What the task asks ▸ For each entry below, output it exactly as it stands.
##### Task input
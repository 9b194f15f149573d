use crate::domain::hotel::{CityPriceStats, Hotel};
use crate::domain::pricing::PriceRange;

// Heuristic spread used when a city has no aggregate stats yet.
const HEURISTIC_MIN_FACTOR: f64 = 0.8;
const HEURISTIC_MAX_FACTOR: f64 = 1.5;

/// City baseline, or a range derived from the hotel's own nightly price when the city has no
/// aggregate stats.
pub fn base_range(stats: Option<CityPriceStats>, hotel: &Hotel) -> PriceRange {
    match stats {
        Some(s) => PriceRange {
            min: s.min,
            avg: s.avg,
            max: s.max,
        },
        None => {
            let base = hotel.price_per_night;
            PriceRange {
                min: base * HEURISTIC_MIN_FACTOR,
                avg: base,
                max: base * HEURISTIC_MAX_FACTOR,
            }
        }
    }
}

/// Applies the demand multiplier, rounding each bound to a whole currency unit.
pub fn adjust(base: &PriceRange, multiplier: f64) -> PriceRange {
    PriceRange {
        min: (base.min * multiplier).round(),
        avg: (base.avg * multiplier).round(),
        max: (base.max * multiplier).round(),
    }
}

#[cfg(test)]
mod tests {
    use super::*;
    use proptest::prelude::*;
    use uuid::Uuid;

    fn hotel(price: f64) -> Hotel {
        Hotel {
            id: Uuid::nil(),
            name: "Haveli".to_string(),
            city: "Jaipur".to_string(),
            rating: Some(4.4),
            review_count: 120,
            price_per_night: price,
        }
    }

    #[test]
    fn scales_and_rounds() {
        let base = PriceRange {
            min: 4000.0,
            avg: 5000.0,
            max: 7500.0,
        };
        let adjusted = adjust(&base, 1.5);
        assert_eq!(
            adjusted,
            PriceRange {
                min: 6000.0,
                avg: 7500.0,
                max: 11250.0
            }
        );

        let adjusted = adjust(&base, 1.2);
        assert_eq!((adjusted.min, adjusted.avg, adjusted.max), (4800.0, 6000.0, 9000.0));
    }

    #[test]
    fn neutral_multiplier_rounds_fractional_averages() {
        let base = PriceRange {
            min: 1999.0,
            avg: 3333.4,
            max: 5200.0,
        };
        let adjusted = adjust(&base, 1.0);
        assert_eq!(adjusted.avg, 3333.0);
    }

    #[test]
    fn prefers_city_stats() {
        let stats = CityPriceStats {
            min: 4000.0,
            avg: 5000.0,
            max: 7500.0,
        };
        let range = base_range(Some(stats), &hotel(9000.0));
        assert_eq!((range.min, range.avg, range.max), (4000.0, 5000.0, 7500.0));
    }

    #[test]
    fn falls_back_to_hotel_price_heuristic() {
        let range = base_range(None, &hotel(5000.0));
        assert!((range.min - 4000.0).abs() < 1e-6);
        assert_eq!(range.avg, 5000.0);
        assert!((range.max - 7500.0).abs() < 1e-6);
    }

    proptest! {
        #[test]
        fn adjusted_range_keeps_order(
            min in 0.0f64..50_000.0,
            avg_gap in 0.0f64..50_000.0,
            max_gap in 0.0f64..50_000.0,
            multiplier in 1.0f64..3.0,
        ) {
            let base = PriceRange { min, avg: min + avg_gap, max: min + avg_gap + max_gap };
            let adjusted = adjust(&base, multiplier);
            prop_assert!(adjusted.min <= adjusted.avg);
            prop_assert!(adjusted.avg <= adjusted.max);
        }
    }
}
##########
Result for this task ▸
repository 9b194f15f149573d
use crate::domain::hotel::{CityPriceStats, Hotel};
use crate::domain::pricing::PriceRange;

// Heuristic spread used when a city has no aggregate stats yet.
const HEURISTIC_MIN_FACTOR: f64 = 0.8;
const HEURISTIC_MAX_FACTOR: f64 = 1.5;

/// City baseline, or a range derived from the hotel's own nightly price when the city has no
/// aggregate stats.
pub fn base_range(stats: Option<CityPriceStats>, hotel: &Hotel) -> PriceRange {
    match stats {
        Some(s) => PriceRange {
            min: s.min,
            avg: s.avg,
            max: s.max,
        },
        None => {
            let base = hotel.price_per_night;
            PriceRange {
                min: base * HEURISTIC_MIN_FACTOR,
                avg: base,
                max: base * HEURISTIC_MAX_FACTOR,
            }
        }
    }
}

/// Applies the demand multiplier, rounding each bound to a whole currency unit.
pub fn adjust(base: &PriceRange, multiplier: f64) -> PriceRange {
    PriceRange {
        min: (base.min * multiplier).round(),
        avg: (base.avg * multiplier).round(),
        max: (base.max * multiplier).round(),
    }
}

#[cfg(test)]
mod tests {
    use super::*;
    use proptest::prelude::*;
    use uuid::Uuid;

    fn hotel(price: f64) -> Hotel {
        Hotel {
            id: Uuid::nil(),
            name: "Haveli".to_string(),
            city: "Jaipur".to_string(),
            rating: Some(4.4),
            review_count: 120,
            price_per_night: price,
        }
    }

    #[test]
    fn scales_and_rounds() {
        let base = PriceRange {
            min: 4000.0,
            avg: 5000.0,
            max: 7500.0,
        };
        let adjusted = adjust(&base, 1.5);
        assert_eq!(
            adjusted,
            PriceRange {
                min: 6000.0,
                avg: 7500.0,
                max: 11250.0
            }
        );

        let adjusted = adjust(&base, 1.2);
        assert_eq!((adjusted.min, adjusted.avg, adjusted.max), (4800.0, 6000.0, 9000.0));
    }

    #[test]
    fn neutral_multiplier_rounds_fractional_averages() {
        let base = PriceRange {
            min: 1999.0,
            avg: 3333.4,
            max: 5200.0,
        };
        let adjusted = adjust(&base, 1.0);
        assert_eq!(adjusted.avg, 3333.0);
    }

    #[test]
    fn prefers_city_stats() {
        let stats = CityPriceStats {
            min: 4000.0,
            avg: 5000.0,
            max: 7500.0,
        };
        let range = base_range(Some(stats), &hotel(9000.0));
        assert_eq!((range.min, range.avg, range.max), (4000.0, 5000.0, 7500.0));
    }

    #[test]
    fn falls_back_to_hotel_price_heuristic() {
        let range = base_range(None, &hotel(5000.0));
        assert!((range.min - 4000.0).abs() < 1e-6);
        assert_eq!(range.avg, 5000.0);
        assert!((range.max - 7500.0).abs() < 1e-6);
    }

    proptest! {
        #[test]
        fn adjusted_range_keeps_order(
            min in 0.0f64..50_000.0,
            avg_gap in 0.0f64..50_000.0,
            max_gap in 0.0f64..50_000.0,
            multiplier in 1.0f64..3.0,
        ) {
            let base = PriceRange { min, avg: min + avg_gap, max: min + avg_gap + max_gap };
            let adjusted = adjust(&base, multiplier);
            prop_assert!(adjusted.min <= adjusted.avg);
            prop_assert!(adjusted.avg <= adjusted.max);
        }
    }
}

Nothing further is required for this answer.